=== Begin Enclosure ===

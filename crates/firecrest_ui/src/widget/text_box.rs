//! Text on a background that fits the text.

use super::ColoredRect;
use crate::alignment::{Align, ElementAlignment};
use crate::element::{Element, ElementContext, ElementId};
use crate::layout::{ContentLayout, Layout};
use crate::text::Text;
use crate::tree::ElementTree;
use firecrest_core::Color;

/// A tight [`Text`] over a [`ColoredRect`].
///
/// The alignment the box is created with bounds the text: its width is the
/// widest the text may grow before wrapping. The box itself then mirrors
/// the text's size.
pub struct TextBox {
    pending: Option<Text>,
    background: Color,
    text_id: Option<ElementId>,
    background_id: Option<ElementId>,
}

impl TextBox {
    /// Creates a box around `text`.
    #[must_use]
    pub fn new(text: Text, background: Color) -> Self {
        Self {
            pending: Some(text.wrap_tightly(true)),
            background,
            text_id: None,
            background_id: None,
        }
    }

    /// The text child.
    #[must_use]
    pub fn text_id(&self) -> Option<ElementId> {
        self.text_id
    }

    /// The background child.
    #[must_use]
    pub fn background_id(&self) -> Option<ElementId> {
        self.background_id
    }

    /// Current text.
    #[must_use]
    pub fn text<'t>(&self, tree: &'t ElementTree) -> Option<&'t str> {
        tree.get::<Text>(self.text_id?).map(Text::text)
    }

    /// Replaces the text; the box refits right away.
    pub fn set_text(&mut self, cx: &mut ElementContext<'_>, text: impl Into<String>) {
        if let Some(id) = self.text_id {
            let text = text.into();
            cx.tree_mut().with_element::<Text, _>(id, |t, cx| t.set_text(cx, text));
        }
    }

    /// Changes the background color.
    pub fn set_background(&mut self, cx: &mut ElementContext<'_>, color: Color) {
        self.background = color;
        if let Some(rect) = self.background_id.and_then(|id| cx.tree_mut().get_mut::<ColoredRect>(id)) {
            rect.color = color;
        }
    }
}

impl Element for TextBox {
    fn layout(&self) -> Option<Box<dyn Layout>> {
        Some(Box::new(ContentLayout))
    }

    fn created(&mut self, cx: &mut ElementContext<'_>) {
        let Some(text) = self.pending.take() else {
            return;
        };
        let requested = cx.alignment().cloned().unwrap_or_default();

        let background = cx.create_child(ElementAlignment::default(), ColoredRect::new(self.background));
        let label = cx.create_child(
            ElementAlignment::new(0.0, 0.0, requested.width, requested.height),
            text,
        );
        let (background, label) = match (background, label) {
            (Ok(background), Ok(label)) => (background, label),
            (Err(e), _) | (_, Err(e)) => {
                tracing::warn!("cannot build text box {:?}: {}", cx.id(), e);
                return;
            }
        };

        for id in [cx.id(), background] {
            if let Some(alignment) = cx.tree_mut().alignment_mut(id) {
                alignment.width = Align::mirror_width(label);
                alignment.height = Align::mirror_height(label);
            }
        }
        self.text_id = Some(label);
        self.background_id = Some(background);
    }
}

#[cfg(test)]
mod tests {
    use super::*;
    use crate::text::{FontFace, FontMetrics};
    use firecrest_core::{Rect, Vec2};
    use std::rc::Rc;

    fn font() -> Rc<dyn FontMetrics> {
        Rc::new(FontFace::monospace(10.0, 10.0))
    }

    fn text_box(tree: &mut ElementTree, alignment: ElementAlignment, text: &str) -> ElementId {
        let root = tree.root();
        tree.create_child(root, alignment, TextBox::new(Text::new(font(), 10.0).with_text(text), Color::BLACK))
            .unwrap()
    }

    #[test]
    fn test_box_fits_short_text() {
        let mut tree = ElementTree::new(Vec2::new(200.0, 100.0));
        let id = text_box(&mut tree, ElementAlignment::default().with_x(5.0).with_y(5.0), "hello");
        let background = tree.get::<TextBox>(id).unwrap().background_id().unwrap();

        // 5 chars * 10px wide, one 10px line plus 2px descender.
        assert_eq!(tree.pixel_rect(id), Rect::new(5.0, 5.0, 50.0, 12.0));
        assert_eq!(tree.pixel_rect(background), Rect::new(5.0, 5.0, 50.0, 12.0));
    }

    #[test]
    fn test_requested_width_bounds_wrapping() {
        let mut tree = ElementTree::new(Vec2::new(200.0, 100.0));
        let id = text_box(&mut tree, ElementAlignment::default().with_width(Align::relative(0.2)), "AAAA AAAA");
        let label = tree.get::<TextBox>(id).unwrap().text_id().unwrap();

        assert_eq!(tree.get::<Text>(label).unwrap().local_lines().len(), 2);
        assert_eq!(tree.pixel_size(id), Vec2::new(40.0, 22.0));
    }

    #[test]
    fn test_set_text_refits() {
        let mut tree = ElementTree::new(Vec2::new(200.0, 100.0));
        let id = text_box(&mut tree, ElementAlignment::default(), "hi");

        tree.with_element::<TextBox, _>(id, |b, cx| b.set_text(cx, "hello world"));
        assert_eq!(tree.pixel_size(id).x, 110.0);

        let tree_ref = &tree;
        assert_eq!(tree_ref.get::<TextBox>(id).unwrap().text(tree_ref), Some("hello world"));
    }

    #[test]
    fn test_set_background() {
        let mut tree = ElementTree::new(Vec2::new(200.0, 100.0));
        let id = text_box(&mut tree, ElementAlignment::default(), "hi");

        tree.with_element::<TextBox, _>(id, |b, cx| b.set_background(cx, Color::BLUE));
        let background = tree.get::<TextBox>(id).unwrap().background_id().unwrap();
        assert_eq!(tree.get::<ColoredRect>(background).unwrap().color, Color::BLUE);
    }
}
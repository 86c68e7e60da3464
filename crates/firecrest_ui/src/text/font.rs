//! Font faces and the shared font library.
//!
//! A [`FontFace`] answers measurement queries from a glyph table: advance
//! widths per character plus vertical metrics, all given at a nominal size
//! and scaled linearly. Every live face holds the process-wide
//! [`FontLibrary`], which comes up with the first face and goes away with
//! the last one.

use crate::error::{UiError, UiResult};
use parking_lot::Mutex;
use serde::{Deserialize, Serialize};
use std::collections::HashMap;
use std::path::{Path, PathBuf};
use std::sync::atomic::{AtomicU64, AtomicUsize, Ordering};
use std::sync::{Arc, Weak};

/// Measuring side of a text backend.
pub trait FontMetrics {
    /// Pixel advance of `text` at `size`.
    fn advance(&self, text: &str, size: f32) -> f32;

    /// Distance between consecutive baselines.
    fn line_height(&self, size: f32) -> f32;

    /// Height above the baseline.
    fn ascender(&self, size: f32) -> f32;

    /// Depth below the baseline, negative.
    fn descender(&self, size: f32) -> f32;
}

// =============================================================================
// Font library
// =============================================================================

static LIBRARY: Mutex<Weak<FontLibrary>> = parking_lot::const_mutex(Weak::new());
static GENERATION: AtomicU64 = AtomicU64::new(0);

/// Process-wide font engine state, shared by every [`FontFace`].
#[derive(Debug)]
pub struct FontLibrary {
    generation: u64,
    faces: AtomicUsize,
}

impl FontLibrary {
    /// Returns the live library, initialising a new one if none exists.
    #[must_use]
    pub fn acquire() -> Arc<Self> {
        let mut slot = LIBRARY.lock();
        if let Some(library) = slot.upgrade() {
            return library;
        }

        let generation = GENERATION.fetch_add(1, Ordering::Relaxed) + 1;
        let library = Arc::new(Self {
            generation,
            faces: AtomicUsize::new(0),
        });
        *slot = Arc::downgrade(&library);
        tracing::debug!("font library initialised (generation {})", generation);
        library
    }

    /// Whether a library is currently alive.
    #[must_use]
    pub fn is_initialised() -> bool {
        LIBRARY.lock().strong_count() > 0
    }

    /// Counts up once per initialisation.
    #[must_use]
    pub fn generation(&self) -> u64 {
        self.generation
    }

    /// Number of faces holding this library.
    #[must_use]
    pub fn live_faces(&self) -> usize {
        self.faces.load(Ordering::Relaxed)
    }
}

impl Drop for FontLibrary {
    fn drop(&mut self) {
        tracing::debug!("font library torn down (generation {})", self.generation);
    }
}

// =============================================================================
// Glyph table
// =============================================================================

/// Serialized metrics of one face, all at `nominal_size`.
///
/// ```toml
/// nominal_size = 16.0
/// line_height = 20.0
/// ascender = 14.0
/// descender = -4.0
/// default_advance = 8.0
///
/// [advances]
/// "i" = 4.0
/// "m" = 12.0
/// ```
#[derive(Debug, Clone, PartialEq, Serialize, Deserialize)]
pub struct GlyphTable {
    /// Size the other values are given at.
    pub nominal_size: f32,
    /// Distance between consecutive baselines.
    pub line_height: f32,
    /// Height above the baseline.
    pub ascender: f32,
    /// Depth below the baseline, negative.
    pub descender: f32,
    /// Advance of characters missing from `advances`.
    #[serde(default)]
    pub default_advance: Option<f32>,
    /// Advance per single-character key.
    #[serde(default)]
    pub advances: HashMap<String, f32>,
}

impl GlyphTable {
    /// A table where every character advances by `advance`. The line height
    /// equals the nominal size, split 4:1 above and below the baseline.
    #[must_use]
    pub fn monospace(nominal_size: f32, advance: f32) -> Self {
        Self {
            nominal_size,
            line_height: nominal_size,
            ascender: nominal_size * 0.8,
            descender: -nominal_size * 0.2,
            default_advance: Some(advance),
            advances: HashMap::new(),
        }
    }
}

// =============================================================================
// Font face
// =============================================================================

/// Scaled metrics of one loaded face.
#[derive(Debug)]
pub struct FontFace {
    name: String,
    nominal_size: f32,
    line_height: f32,
    ascender: f32,
    descender: f32,
    default_advance: Option<f32>,
    advances: HashMap<char, f32>,
    library: Arc<FontLibrary>,
}

impl FontFace {
    /// A monospace face, see [`GlyphTable::monospace`].
    #[must_use]
    pub fn monospace(nominal_size: f32, advance: f32) -> Self {
        Self::build("monospace".to_owned(), GlyphTable::monospace(nominal_size, advance), HashMap::new())
    }

    /// Builds a face from a parsed table.
    ///
    /// # Errors
    ///
    /// [`UiError::ResourceLoad`] if the nominal size is not positive or an
    /// advance key is not exactly one character.
    pub fn from_table(name: &str, table: GlyphTable) -> UiResult<Self> {
        let fail = |reason: String| UiError::ResourceLoad { path: PathBuf::from(name), reason };

        if table.nominal_size <= 0.0 {
            return Err(fail(format!("nominal size {} is not positive", table.nominal_size)));
        }
        let mut advances = HashMap::with_capacity(table.advances.len());
        for (key, &advance) in &table.advances {
            let mut chars = key.chars();
            match (chars.next(), chars.next()) {
                (Some(ch), None) => {
                    advances.insert(ch, advance);
                }
                _ => return Err(fail(format!("advance key {key:?} is not a single character"))),
            }
        }
        Ok(Self::build(name.to_owned(), table, advances))
    }

    /// Parses a face from TOML glyph table source.
    ///
    /// # Errors
    ///
    /// [`UiError::ResourceLoad`] if the source does not parse or the table
    /// is invalid.
    pub fn from_toml_str(name: &str, source: &str) -> UiResult<Self> {
        let table: GlyphTable = toml::from_str(source).map_err(|e| UiError::ResourceLoad {
            path: PathBuf::from(name),
            reason: e.to_string(),
        })?;
        Self::from_table(name, table)
    }

    /// Loads a face from a TOML glyph table file.
    ///
    /// # Errors
    ///
    /// [`UiError::ResourceLoad`] if the file cannot be read or parsed.
    pub fn load(path: impl AsRef<Path>) -> UiResult<Self> {
        let path = path.as_ref();
        let source = std::fs::read_to_string(path).map_err(|e| UiError::ResourceLoad {
            path: path.to_path_buf(),
            reason: e.to_string(),
        })?;
        let face = Self::from_toml_str(&path.to_string_lossy(), &source)?;
        tracing::info!("loaded font face {}", face.name);
        Ok(face)
    }

    fn build(name: String, table: GlyphTable, advances: HashMap<char, f32>) -> Self {
        let library = FontLibrary::acquire();
        library.faces.fetch_add(1, Ordering::Relaxed);
        Self {
            name,
            nominal_size: table.nominal_size,
            line_height: table.line_height,
            ascender: table.ascender,
            descender: table.descender,
            default_advance: table.default_advance,
            advances,
            library,
        }
    }

    /// Face name, the file path for loaded faces.
    #[must_use]
    pub fn name(&self) -> &str {
        &self.name
    }

    /// The library this face holds.
    #[must_use]
    pub fn library(&self) -> &Arc<FontLibrary> {
        &self.library
    }

    #[inline]
    fn scale(&self, size: f32) -> f32 {
        size / self.nominal_size
    }
}

impl FontMetrics for FontFace {
    fn advance(&self, text: &str, size: f32) -> f32 {
        let nominal: f32 = text
            .chars()
            .filter(|ch| !ch.is_control())
            .map(|ch| self.advances.get(&ch).copied().or(self.default_advance).unwrap_or(0.0))
            .sum();
        nominal * self.scale(size)
    }

    fn line_height(&self, size: f32) -> f32 {
        self.line_height * self.scale(size)
    }

    fn ascender(&self, size: f32) -> f32 {
        self.ascender * self.scale(size)
    }

    fn descender(&self, size: f32) -> f32 {
        self.descender * self.scale(size)
    }
}

impl Drop for FontFace {
    fn drop(&mut self) {
        self.library.faces.fetch_sub(1, Ordering::Relaxed);
    }
}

=== End Enclosure ===

How to complete this task
Every line that holds the word "AtomicUsize" should be copied from the listing.

Written solution
use std::sync::atomic::{AtomicU64, AtomicUsize, Ordering};
    faces: AtomicUsize,
            faces: AtomicUsize::new(0),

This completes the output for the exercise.